INPUT MATERIAL section start
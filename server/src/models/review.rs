// revstoran_server/src/models/review.rs

use chrono::{DateTime, Utc};
use serde::Serialize;
use sqlx::FromRow;

/// A customer review, stored in the `comments` table.
#[derive(Debug, Clone, Serialize, FromRow)]
pub struct Review {
  pub id: i64,
  pub user_id: i64,
  pub username: String, // Joined from users
  pub restaurant_id: i64,
  pub content: String,
  pub rating: i16,
  pub created_at: DateTime<Utc>,
}
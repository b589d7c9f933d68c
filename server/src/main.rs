// revstoran_server/src/main.rs

mod config;
mod errors;
mod models;
mod services;
mod state;
mod web;

use crate::config::{AppConfig, LogFormat};
use crate::state::AppState;

use actix_web::{web as actix_data, App, HttpServer};
use revstoran::SessionStore;
use sqlx::postgres::PgPoolOptions;
use std::io;
use std::sync::Arc;
use std::time::Duration;
use tracing_subscriber::fmt::format::FmtSpan;
use tracing_subscriber::EnvFilter;

fn init_tracing(format: LogFormat) {
  let filter = EnvFilter::try_from_default_env().unwrap_or_else(|_| EnvFilter::new("info"));
  let builder = tracing_subscriber::fmt()
    .with_env_filter(filter)
    .with_span_events(FmtSpan::CLOSE); // Log when spans close, showing duration
  match format {
    LogFormat::Json => builder.json().init(),
    LogFormat::Pretty => builder.init(),
  }
}

/// Periodically drops sessions that went idle.
fn spawn_session_sweeper(sessions: Arc<SessionStore>, every: Duration) {
  actix_web::rt::spawn(async move {
    let mut ticker = actix_web::rt::time::interval(every);
    loop {
      ticker.tick().await;
      let evicted = sessions.evict_idle();
      if evicted > 0 {
        tracing::info!(evicted, remaining = sessions.len(), "Idle sessions evicted.");
      }
    }
  });
}

#[actix_web::main]
async fn main() -> io::Result<()> {
  let app_config = match AppConfig::from_env() {
    Ok(cfg) => Arc::new(cfg),
    Err(e) => {
      init_tracing(LogFormat::Pretty);
      tracing::error!(error = %e, "Failed to load application configuration.");
      return Err(io::Error::new(io::ErrorKind::InvalidInput, e.to_string()));
    }
  };
  init_tracing(app_config.log_format);
  tracing::info!("Starting revstoran server...");

  let db_pool = PgPoolOptions::new()
    .max_connections(app_config.database_max_connections)
    .connect(&app_config.database_url)
    .await
    .map_err(|e| {
      tracing::error!(error = %e, "Failed to connect to the database.");
      io::Error::new(io::ErrorKind::ConnectionRefused, e.to_string())
    })?;
  tracing::info!("Successfully connected to the database.");

  let app_state = AppState::new(db_pool, app_config.clone());
  tracing::info!(
    checkout_scope = ?app_state.materializer.scope(),
    idle_timeout_secs = app_state.sessions.idle_timeout().as_secs(),
    "Session store ready."
  );
  spawn_session_sweeper(Arc::clone(&app_state.sessions), app_config.session_sweep_interval());

  let server_address = app_config.server_address();
  tracing::info!("Attempting to bind server to {}...", server_address);

  HttpServer::new(move || {
    App::new()
      .app_data(actix_data::Data::new(app_state.clone()))
      .wrap(tracing_actix_web::TracingLogger::default())
      .configure(web::configure_app_routes)
  })
  .bind(&server_address)?
  .run()
  .await
}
INPUT MATERIAL section end
TASK: Return exactly, and only, the line containing "let server_address = app_config.server_address();" and every line after it through the end of the material.

THE COMPLETED TASK:
  let server_address = app_config.server_address();
  tracing::info!("Attempting to bind server to {}...", server_address);

  HttpServer::new(move || {
    App::new()
      .app_data(actix_data::Data::new(app_state.clone()))
      .wrap(tracing_actix_web::TracingLogger::default())
      .configure(web::configure_app_routes)
  })
  .bind(&server_address)?
  .run()
  .await
}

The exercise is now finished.